Lelaki
"A man only gets a couple chances in life. If he doesn't grab them by the balls, before long he's sitting around wondering how he got to be second rate."
Kutipan di atas terambil dari trailer film Revolutionary Road. Saya sendiri belum nonton film-nya. Bagi sebagian besar orang, kutipan tersebut mungkin berasa biasa-biasa saja. Datar. Namun, saya pribadi tersentak saat pertama kali mendengarnya. Apalagi ini hanya satu kalimat di dalam trailer yang durasinya singkat.

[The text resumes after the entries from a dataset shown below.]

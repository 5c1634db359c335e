//! Money as integer minor units (euro cents).
//!
//! All cart and order arithmetic happens on whole cents, so repeated
//! additions can never accumulate binary floating-point drift. Conversion
//! to and from decimal form (`rust_decimal::Decimal`) happens only at the
//! boundaries: serde, the database, and display formatting.

use core::fmt;
use core::iter::Sum;
use core::ops::{Add, AddAssign, Mul, Sub};

use rust_decimal::Decimal;
use rust_decimal::prelude::ToPrimitive;
use serde::{Deserialize, Deserializer, Serialize, Serializer};

/// Errors that can occur when converting a decimal amount to [`Money`].
#[derive(thiserror::Error, Debug, Clone, PartialEq, Eq)]
pub enum MoneyError {
    /// The amount does not fit in an `i64` number of cents.
    #[error("amount out of range: {0}")]
    OutOfRange(Decimal),
}

/// An amount of money in euro cents.
///
/// ## Examples
///
/// ```
/// use ferme_verte_core::Money;
///
/// let unit_price = Money::from_cents(8_50);
/// let line_total = unit_price * 2;
/// assert_eq!(line_total, Money::from_cents(17_00));
/// assert_eq!(line_total.to_string(), "17.00");
/// ```
#[derive(Debug, Clone, Copy, PartialEq, Eq, PartialOrd, Ord, Hash, Default)]
pub struct Money(i64);

impl Money {
    /// Zero euros.
    pub const ZERO: Self = Self(0);

    /// Create from a whole number of cents.
    #[must_use]
    pub const fn from_cents(cents: i64) -> Self {
        Self(cents)
    }

    /// Create from a decimal amount, rounding to the nearest cent
    /// (midpoint away from zero).
    ///
    /// # Errors
    ///
    /// Returns [`MoneyError::OutOfRange`] if the amount does not fit in an
    /// `i64` number of cents.
    pub fn from_decimal(amount: Decimal) -> Result<Self, MoneyError> {
        let rounded = amount.round_dp_with_strategy(
            2,
            rust_decimal::RoundingStrategy::MidpointAwayFromZero,
        );
        let cents = (rounded * Decimal::ONE_HUNDRED)
            .to_i64()
            .ok_or(MoneyError::OutOfRange(amount))?;
        Ok(Self(cents))
    }

    /// The amount as a whole number of cents.
    #[must_use]
    pub const fn cents(self) -> i64 {
        self.0
    }

    /// The amount as a two-decimal `Decimal`.
    #[must_use]
    pub fn to_decimal(self) -> Decimal {
        Decimal::new(self.0, 2)
    }

    /// Multiply by a quantity, returning `None` on overflow.
    #[must_use]
    pub const fn checked_mul(self, quantity: u32) -> Option<Self> {
        match self.0.checked_mul(quantity as i64) {
            Some(cents) => Some(Self(cents)),
            None => None,
        }
    }
}

impl Add for Money {
    type Output = Self;

    fn add(self, rhs: Self) -> Self {
        Self(self.0 + rhs.0)
    }
}

impl AddAssign for Money {
    fn add_assign(&mut self, rhs: Self) {
        self.0 += rhs.0;
    }
}

impl Sub for Money {
    type Output = Self;

    fn sub(self, rhs: Self) -> Self {
        Self(self.0 - rhs.0)
    }
}

impl Mul<u32> for Money {
    type Output = Self;

    fn mul(self, quantity: u32) -> Self {
        Self(self.0 * i64::from(quantity))
    }
}

impl Sum for Money {
    fn sum<I: Iterator<Item = Self>>(iter: I) -> Self {
        iter.fold(Self::ZERO, Add::add)
    }
}

impl fmt::Display for Money {
    fn fmt(&self, f: &mut fmt::Formatter<'_>) -> fmt::Result {
        let sign = if self.0 < 0 { "-" } else { "" };
        let abs = self.0.unsigned_abs();
        write!(f, "{sign}{}.{:02}", abs / 100, abs % 100)
    }
}

// Serde goes through Decimal so the wire format is a plain decimal amount
// ("8.50"), never a cent count. The trait calls must stay fully qualified:
// Decimal also has inherent serialize/deserialize methods (its raw 16-byte
// form) that would shadow the serde ones.
impl Serialize for Money {
    fn serialize<S: Serializer>(&self, serializer: S) -> Result<S::Ok, S::Error> {
        Serialize::serialize(&self.to_decimal(), serializer)
    }
}

impl<'de> Deserialize<'de> for Money {
    fn deserialize<D: Deserializer<'de>>(deserializer: D) -> Result<Self, D::Error> {
        let amount = <Decimal as Deserialize>::deserialize(deserializer)?;
        Self::from_decimal(amount).map_err(serde::de::Error::custom)
    }
}

// SQLx support: stored as NUMERIC(10,2), converted at the boundary.
#[cfg(feature = "postgres")]
impl sqlx::Type<sqlx::Postgres> for Money {
    fn type_info() -> sqlx::postgres::PgTypeInfo {
        <Decimal as sqlx::Type<sqlx::Postgres>>::type_info()
    }

    fn compatible(ty: &sqlx::postgres::PgTypeInfo) -> bool {
        <Decimal as sqlx::Type<sqlx::Postgres>>::compatible(ty)
    }
}

#[cfg(feature = "postgres")]
impl<'r> sqlx::Decode<'r, sqlx::Postgres> for Money {
    fn decode(value: sqlx::postgres::PgValueRef<'r>) -> Result<Self, sqlx::error::BoxDynError> {
        let amount = <Decimal as sqlx::Decode<sqlx::Postgres>>::decode(value)?;
        Ok(Self::from_decimal(amount)?)
    }
}

#[cfg(feature = "postgres")]
impl sqlx::Encode<'_, sqlx::Postgres> for Money {
    fn encode_by_ref(
        &self,
        buf: &mut sqlx::postgres::PgArgumentBuffer,
    ) -> Result<sqlx::encode::IsNull, sqlx::error::BoxDynError> {
        <Decimal as sqlx::Encode<sqlx::Postgres>>::encode_by_ref(&self.to_decimal(), buf)
    }
}

#[cfg(test)]
#[allow(clippy::unwrap_used)]
mod tests {
    use super::*;

    #[test]
    fn test_from_decimal_exact() {
        let m = Money::from_decimal(Decimal::new(850, 2)).unwrap();
        assert_eq!(m.cents(), 850);
    }

    #[test]
    fn test_from_decimal_rounds_to_cent() {
        // 1.005 rounds away from zero to 1.01
        let m = Money::from_decimal(Decimal::new(1005, 3)).unwrap();
        assert_eq!(m.cents(), 101);
    }

    #[test]
    fn test_no_float_drift_on_repeated_addition() {
        // 0.10 added ten times is exactly 1.00 (the classic f64 failure)
        let dime = Money::from_cents(10);
        let total: Money = std::iter::repeat_n(dime, 10).sum();
        assert_eq!(total, Money::from_cents(100));
        assert_eq!(total.to_string(), "1.00");
    }

    #[test]
    fn test_display_two_decimals() {
        assert_eq!(Money::from_cents(590).to_string(), "5.90");
        assert_eq!(Money::from_cents(5000).to_string(), "50.00");
        assert_eq!(Money::from_cents(5).to_string(), "0.05");
        assert_eq!(Money::from_cents(-150).to_string(), "-1.50");
    }

    #[test]
    fn test_mul_quantity() {
        assert_eq!(Money::from_cents(850) * 2, Money::from_cents(1700));
    }

    #[test]
    fn test_serde_roundtrip() {
        let m = Money::from_cents(850);
        let json = serde_json::to_string(&m).unwrap();
        let back: Money = serde_json::from_str(&json).unwrap();
        assert_eq!(back, m);
    }

    #[test]
    fn test_serialize_as_decimal_amount() {
        // The wire format is the decimal amount, never a cent count or a
        // raw Decimal encoding.
        let json = serde_json::to_string(&Money::from_cents(850)).unwrap();
        assert_eq!(json, "\"8.50\"");
    }

    #[test]
    fn test_deserialize_plain_number() {
        let m: Money = serde_json::from_str("8.5").unwrap();
        assert_eq!(m, Money::from_cents(850));
    }
}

Saya termenung, dan terus merenungkan kalimat ini. Pikir punya pikir, kalimat ini benar adanya. Kesempatan jarang datang dua kali. Bahkan, bila kesempatan tak kunjung datang, mesti mati-matian dikejar. Begitulah kaum Adam. Kenapa yah?
Akhir minggu lalu nonton DVD Seabiscuit. Mengisahkan seorang joki yang kakinya sempat patah, dan ia ingin kembali mengendarai kudanya. Sang pemilik kuda melarang karena khawatir. Namun, akhirnya ia mengijinkan setelah mendengar sepenggal nasihat: "I think it's better to break a man's leg than his heart."
Ya betul, ini soal hati. Dalam lubuk hatinya, seorang lelaki selalu ingin berkompetisi dan memenanginya. Saat kalah memang tidak mengenakkan. Namun, baginya kalah lebih baik daripada tidak mencoba. Mengambil resiko lebih baik daripada duduk diam. Begitulah lelaki.